■ **What is expected**:
Beneath this sentence is a set of records; write each of them out exactly.

■ **Records for this task**:

+---+

//! Handler for Slack interactive components.
//!
//! The release dialog is a fixed graph:
//!
//! ```text
//! shortcut ─> input modal ─> confirmation modal ─> task dispatched (clear)
//!                  └──────────────┴─> view_closed (no-op)
//! ```
//!
//! No state is kept between steps: the choice made in the input modal travels
//! to the confirmation step in the view's `private_metadata`.

use serde_json::Value;
use tracing::{error, info, warn};
use uuid::Uuid;

use super::helpers::{err_response, no_content, ok_json, open_modal_with_timeout};
use super::parsing::{get_header_value, parse_interaction};
use super::signature::verify_slack_request;
use crate::bot::ReleaseBot;
use crate::core::models::{Destination, ReleaseAction, ReleaseTask, TargetEnvironment};
use crate::slack::interaction::{DialogStep, Interaction, ResponseUrl};
use crate::slack::modal_builder::{
    DEPLOY_RELEASE_SHORTCUT, PUBLISH_RELEASE_SHORTCUT, build_deployment_confirmation_modal,
    build_publication_confirmation_modal, build_release_tag_modal, build_release_type_modal,
    build_status_warning, config_drift_warning,
};
use crate::slack::response_builder::{create_clear_payload, create_push_payload};

const OPEN_MODAL_TIMEOUT_MS: u64 = 2000;

/// UI directive answered synchronously to Slack.
#[derive(Debug, Clone, PartialEq)]
pub enum DialogResponse {
    /// 204, empty body.
    Acknowledge,
    /// 200 `{response_action: "push", view}`.
    Push(Value),
    /// 200 `{response_action: "clear"}`.
    Clear,
}

impl DialogResponse {
    #[must_use]
    pub fn into_response(self) -> Value {
        match self {
            DialogResponse::Acknowledge => no_content(),
            DialogResponse::Push(view) => ok_json(&create_push_payload(&view)),
            DialogResponse::Clear => ok_json(&create_clear_payload()),
        }
    }
}

// ============================================================================
// Shortcut Handlers
// ============================================================================

async fn handle_shortcut(bot: &ReleaseBot, callback_id: &str, trigger_id: &str) -> DialogResponse {
    let view = match callback_id {
        PUBLISH_RELEASE_SHORTCUT => build_release_type_modal(),
        DEPLOY_RELEASE_SHORTCUT => build_release_tag_modal(),
        other => {
            info!("Unhandled shortcut: {}", other);
            return DialogResponse::Acknowledge;
        }
    };

    open_modal_with_timeout(&bot.platforms.chat, trigger_id, &view, OPEN_MODAL_TIMEOUT_MS).await;
    DialogResponse::Acknowledge
}

// ============================================================================
// Confirmation Builders
// ============================================================================

/// Drift lookups only decide whether a warning is shown; a failed lookup
/// shows none.
async fn config_drift_warnings(bot: &ReleaseBot, target: TargetEnvironment) -> Vec<String> {
    let orchestrator = bot.orchestrator();
    match orchestrator
        .has_config_file_changed_since_latest_release(&bot.config.github_repository)
        .await
    {
        Ok(true) => vec![config_drift_warning(orchestrator.config_file_path(), target)],
        Ok(false) => Vec::new(),
        Err(e) => {
            warn!(
                repository = %bot.config.github_repository,
                "Config drift check failed: {}", e
            );
            Vec::new()
        }
    }
}

async fn build_status_warnings(bot: &ReleaseBot, tag: &str) -> Vec<String> {
    match bot
        .platforms
        .source_control
        .is_build_status_ok(&bot.config.github_repository, tag)
        .await
    {
        Ok(true) => Vec::new(),
        Ok(false) => vec![build_status_warning(&bot.config.github_ci_check_name, tag)],
        Err(e) => {
            warn!(tag = %tag, "Build status check failed: {}", e);
            Vec::new()
        }
    }
}

// ============================================================================
// Task Dispatch
// ============================================================================

async fn dispatch_release(
    bot: &ReleaseBot,
    action: ReleaseAction,
    requested_by: &str,
    destination: Destination,
) -> DialogResponse {
    let task = ReleaseTask {
        correlation_id: Uuid::new_v4().to_string(),
        repository: bot.config.github_repository.clone(),
        action,
        destination,
        requested_by: Some(requested_by.to_string()).filter(|u| !u.is_empty()),
    };
    let correlation_id = task.correlation_id.clone();
    let destination = task.destination.clone();
    let environment = task.target_environment();

    if let Err(e) = bot.dispatcher.dispatch(task).await {
        error!(correlation_id = %correlation_id, "Failed to dispatch release task: {}", e);
        let text = format!(
            "Could not start the {environment} release of {} (ref: {}). Please try again.",
            bot.config.github_repository,
            correlation_id.get(..8).unwrap_or(&correlation_id)
        );
        // The acknowledgment must not wait on Slack.
        drop(bot.notifier().notify_detached(destination, text));
    } else {
        info!(correlation_id = %correlation_id, "Release task dispatched");
    }

    DialogResponse::Clear
}

/// Outcome messages go to the submission's `response_url` when Slack supplied
/// one, and to the release channel otherwise.
fn release_destination(bot: &ReleaseBot, response_urls: &[ResponseUrl]) -> Destination {
    response_urls.first().map_or_else(
        || Destination::Channel(bot.config.slack_release_channel.clone()),
        |url| Destination::ResponseUrl(url.response_url.clone()),
    )
}

// ============================================================================
// View Submission Handlers
// ============================================================================

async fn handle_dialog_step(
    bot: &ReleaseBot,
    step: DialogStep,
    user_id: &str,
    destination: Destination,
) -> DialogResponse {
    match step {
        DialogStep::ReleaseTypeSelection(release_type) => {
            let warnings = config_drift_warnings(bot, TargetEnvironment::Staging).await;
            DialogResponse::Push(build_publication_confirmation_modal(release_type, &warnings))
        }
        DialogStep::ReleaseTagSelection(tag) => {
            let mut warnings = config_drift_warnings(bot, TargetEnvironment::Production).await;
            warnings.extend(build_status_warnings(bot, &tag).await);
            DialogResponse::Push(build_deployment_confirmation_modal(&tag, &warnings))
        }
        DialogStep::PublicationConfirmation(release_type) => {
            let action = ReleaseAction::PublishAndDeploy { release_type };
            dispatch_release(bot, action, user_id, destination).await
        }
        DialogStep::DeploymentConfirmation(tag) => {
            dispatch_release(bot, ReleaseAction::DeployTag { tag }, user_id, destination).await
        }
    }
}

// ============================================================================
// Main Entry Point
// ============================================================================

/// Advance the release dialog by one step.
pub async fn handle_interaction(bot: &ReleaseBot, interaction: &Interaction) -> DialogResponse {
    match interaction {
        Interaction::ViewClosed => DialogResponse::Acknowledge,
        Interaction::Shortcut {
            callback_id,
            trigger_id,
            ..
        } => handle_shortcut(bot, callback_id, trigger_id).await,
        Interaction::ViewSubmission {
            view,
            user,
            response_urls,
        } => match view.dialog_step() {
            Some(step) => {
                info!(callback_id = %view.callback_id, "view_submission received");
                let destination = release_destination(bot, response_urls);
                handle_dialog_step(bot, step, &user.id, destination).await
            }
            None => {
                info!("Unhandled view callback_id: {}", view.callback_id);
                DialogResponse::Acknowledge
            }
        },
        Interaction::Unsupported => {
            info!("Unhandled interactive type");
            DialogResponse::Acknowledge
        }
    }
}

/// Entry point for `/slack/interactive-endpoint`: verify, parse, then advance
/// the dialog.
pub async fn handle_slack_request(bot: &ReleaseBot, headers: &Value, body: &str) -> Value {
    if let Err(e) = verify_slack_request(
        &bot.config.slack_signing_secret,
        body,
        get_header_value(headers, "X-Slack-Request-Timestamp"),
        get_header_value(headers, "X-Slack-Signature"),
    ) {
        error!("Slack signature verification failed: {}", e);
        return err_response(e.status_code(), &e.to_string());
    }

    let interaction = match parse_interaction(body) {
        Ok(interaction) => interaction,
        Err(e) => {
            error!("Interactive payload parse error: {}", e);
            return err_response(400, &format!("Parse Error: {e}"));
        }
    };

    handle_interaction(bot, &interaction).await.into_response()
}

+---+

■ **Answer below**:
//! Handler for Slack interactive components.
//!
//! The release dialog is a fixed graph:
//!
//! ```text
//! shortcut ─> input modal ─> confirmation modal ─> task dispatched (clear)
//!                  └──────────────┴─> view_closed (no-op)
//! ```
//!
//! No state is kept between steps: the choice made in the input modal travels
//! to the confirmation step in the view's `private_metadata`.

use serde_json::Value;
use tracing::{error, info, warn};
use uuid::Uuid;

use super::helpers::{err_response, no_content, ok_json, open_modal_with_timeout};
use super::parsing::{get_header_value, parse_interaction};
use super::signature::verify_slack_request;
use crate::bot::ReleaseBot;
use crate::core::models::{Destination, ReleaseAction, ReleaseTask, TargetEnvironment};
use crate::slack::interaction::{DialogStep, Interaction, ResponseUrl};
use crate::slack::modal_builder::{
    DEPLOY_RELEASE_SHORTCUT, PUBLISH_RELEASE_SHORTCUT, build_deployment_confirmation_modal,
    build_publication_confirmation_modal, build_release_tag_modal, build_release_type_modal,
    build_status_warning, config_drift_warning,
};
use crate::slack::response_builder::{create_clear_payload, create_push_payload};

const OPEN_MODAL_TIMEOUT_MS: u64 = 2000;

/// UI directive answered synchronously to Slack.
#[derive(Debug, Clone, PartialEq)]
pub enum DialogResponse {
    /// 204, empty body.
    Acknowledge,
    /// 200 `{response_action: "push", view}`.
    Push(Value),
    /// 200 `{response_action: "clear"}`.
    Clear,
}

impl DialogResponse {
    #[must_use]
    pub fn into_response(self) -> Value {
        match self {
            DialogResponse::Acknowledge => no_content(),
            DialogResponse::Push(view) => ok_json(&create_push_payload(&view)),
            DialogResponse::Clear => ok_json(&create_clear_payload()),
        }
    }
}

// ============================================================================
// Shortcut Handlers
// ============================================================================

async fn handle_shortcut(bot: &ReleaseBot, callback_id: &str, trigger_id: &str) -> DialogResponse {
    let view = match callback_id {
        PUBLISH_RELEASE_SHORTCUT => build_release_type_modal(),
        DEPLOY_RELEASE_SHORTCUT => build_release_tag_modal(),
        other => {
            info!("Unhandled shortcut: {}", other);
            return DialogResponse::Acknowledge;
        }
    };

    open_modal_with_timeout(&bot.platforms.chat, trigger_id, &view, OPEN_MODAL_TIMEOUT_MS).await;
    DialogResponse::Acknowledge
}

// ============================================================================
// Confirmation Builders
// ============================================================================

/// Drift lookups only decide whether a warning is shown; a failed lookup
/// shows none.
async fn config_drift_warnings(bot: &ReleaseBot, target: TargetEnvironment) -> Vec<String> {
    let orchestrator = bot.orchestrator();
    match orchestrator
        .has_config_file_changed_since_latest_release(&bot.config.github_repository)
        .await
    {
        Ok(true) => vec![config_drift_warning(orchestrator.config_file_path(), target)],
        Ok(false) => Vec::new(),
        Err(e) => {
            warn!(
                repository = %bot.config.github_repository,
                "Config drift check failed: {}", e
            );
            Vec::new()
        }
    }
}

async fn build_status_warnings(bot: &ReleaseBot, tag: &str) -> Vec<String> {
    match bot
        .platforms
        .source_control
        .is_build_status_ok(&bot.config.github_repository, tag)
        .await
    {
        Ok(true) => Vec::new(),
        Ok(false) => vec![build_status_warning(&bot.config.github_ci_check_name, tag)],
        Err(e) => {
            warn!(tag = %tag, "Build status check failed: {}", e);
            Vec::new()
        }
    }
}

// ============================================================================
// Task Dispatch
// ============================================================================

async fn dispatch_release(
    bot: &ReleaseBot,
    action: ReleaseAction,
    requested_by: &str,
    destination: Destination,
) -> DialogResponse {
    let task = ReleaseTask {
        correlation_id: Uuid::new_v4().to_string(),
        repository: bot.config.github_repository.clone(),
        action,
        destination,
        requested_by: Some(requested_by.to_string()).filter(|u| !u.is_empty()),
    };
    let correlation_id = task.correlation_id.clone();
    let destination = task.destination.clone();
    let environment = task.target_environment();

    if let Err(e) = bot.dispatcher.dispatch(task).await {
        error!(correlation_id = %correlation_id, "Failed to dispatch release task: {}", e);
        let text = format!(
            "Could not start the {environment} release of {} (ref: {}). Please try again.",
            bot.config.github_repository,
            correlation_id.get(..8).unwrap_or(&correlation_id)
        );
        // The acknowledgment must not wait on Slack.
        drop(bot.notifier().notify_detached(destination, text));
    } else {
        info!(correlation_id = %correlation_id, "Release task dispatched");
    }

    DialogResponse::Clear
}

/// Outcome messages go to the submission's `response_url` when Slack supplied
/// one, and to the release channel otherwise.
fn release_destination(bot: &ReleaseBot, response_urls: &[ResponseUrl]) -> Destination {
    response_urls.first().map_or_else(
        || Destination::Channel(bot.config.slack_release_channel.clone()),
        |url| Destination::ResponseUrl(url.response_url.clone()),
    )
}

// ============================================================================
// View Submission Handlers
// ============================================================================

async fn handle_dialog_step(
    bot: &ReleaseBot,
    step: DialogStep,
    user_id: &str,
    destination: Destination,
) -> DialogResponse {
    match step {
        DialogStep::ReleaseTypeSelection(release_type) => {
            let warnings = config_drift_warnings(bot, TargetEnvironment::Staging).await;
            DialogResponse::Push(build_publication_confirmation_modal(release_type, &warnings))
        }
        DialogStep::ReleaseTagSelection(tag) => {
            let mut warnings = config_drift_warnings(bot, TargetEnvironment::Production).await;
            warnings.extend(build_status_warnings(bot, &tag).await);
            DialogResponse::Push(build_deployment_confirmation_modal(&tag, &warnings))
        }
        DialogStep::PublicationConfirmation(release_type) => {
            let action = ReleaseAction::PublishAndDeploy { release_type };
            dispatch_release(bot, action, user_id, destination).await
        }
        DialogStep::DeploymentConfirmation(tag) => {
            dispatch_release(bot, ReleaseAction::DeployTag { tag }, user_id, destination).await
        }
    }
}

// ============================================================================
// Main Entry Point
// ============================================================================

/// Advance the release dialog by one step.
pub async fn handle_interaction(bot: &ReleaseBot, interaction: &Interaction) -> DialogResponse {
    match interaction {
        Interaction::ViewClosed => DialogResponse::Acknowledge,
        Interaction::Shortcut {
            callback_id,
            trigger_id,
            ..
        } => handle_shortcut(bot, callback_id, trigger_id).await,
        Interaction::ViewSubmission {
            view,
            user,
            response_urls,
        } => match view.dialog_step() {
            Some(step) => {
                info!(callback_id = %view.callback_id, "view_submission received");
                let destination = release_destination(bot, response_urls);
                handle_dialog_step(bot, step, &user.id, destination).await
            }
            None => {
                info!("Unhandled view callback_id: {}", view.callback_id);
                DialogResponse::Acknowledge
            }
        },
        Interaction::Unsupported => {
            info!("Unhandled interactive type");
            DialogResponse::Acknowledge
        }
    }
}

/// Entry point for `/slack/interactive-endpoint`: verify, parse, then advance
/// the dialog.
pub async fn handle_slack_request(bot: &ReleaseBot, headers: &Value, body: &str) -> Value {
    if let Err(e) = verify_slack_request(
        &bot.config.slack_signing_secret,
        body,
        get_header_value(headers, "X-Slack-Request-Timestamp"),
        get_header_value(headers, "X-Slack-Signature"),
    ) {
        error!("Slack signature verification failed: {}", e);
        return err_response(e.status_code(), &e.to_string());
    }

    let interaction = match parse_interaction(body) {
        Ok(interaction) => interaction,
        Err(e) => {
            error!("Interactive payload parse error: {}", e);
            return err_response(400, &format!("Parse Error: {e}"));
        }
    };

    handle_interaction(bot, &interaction).await.into_response()
}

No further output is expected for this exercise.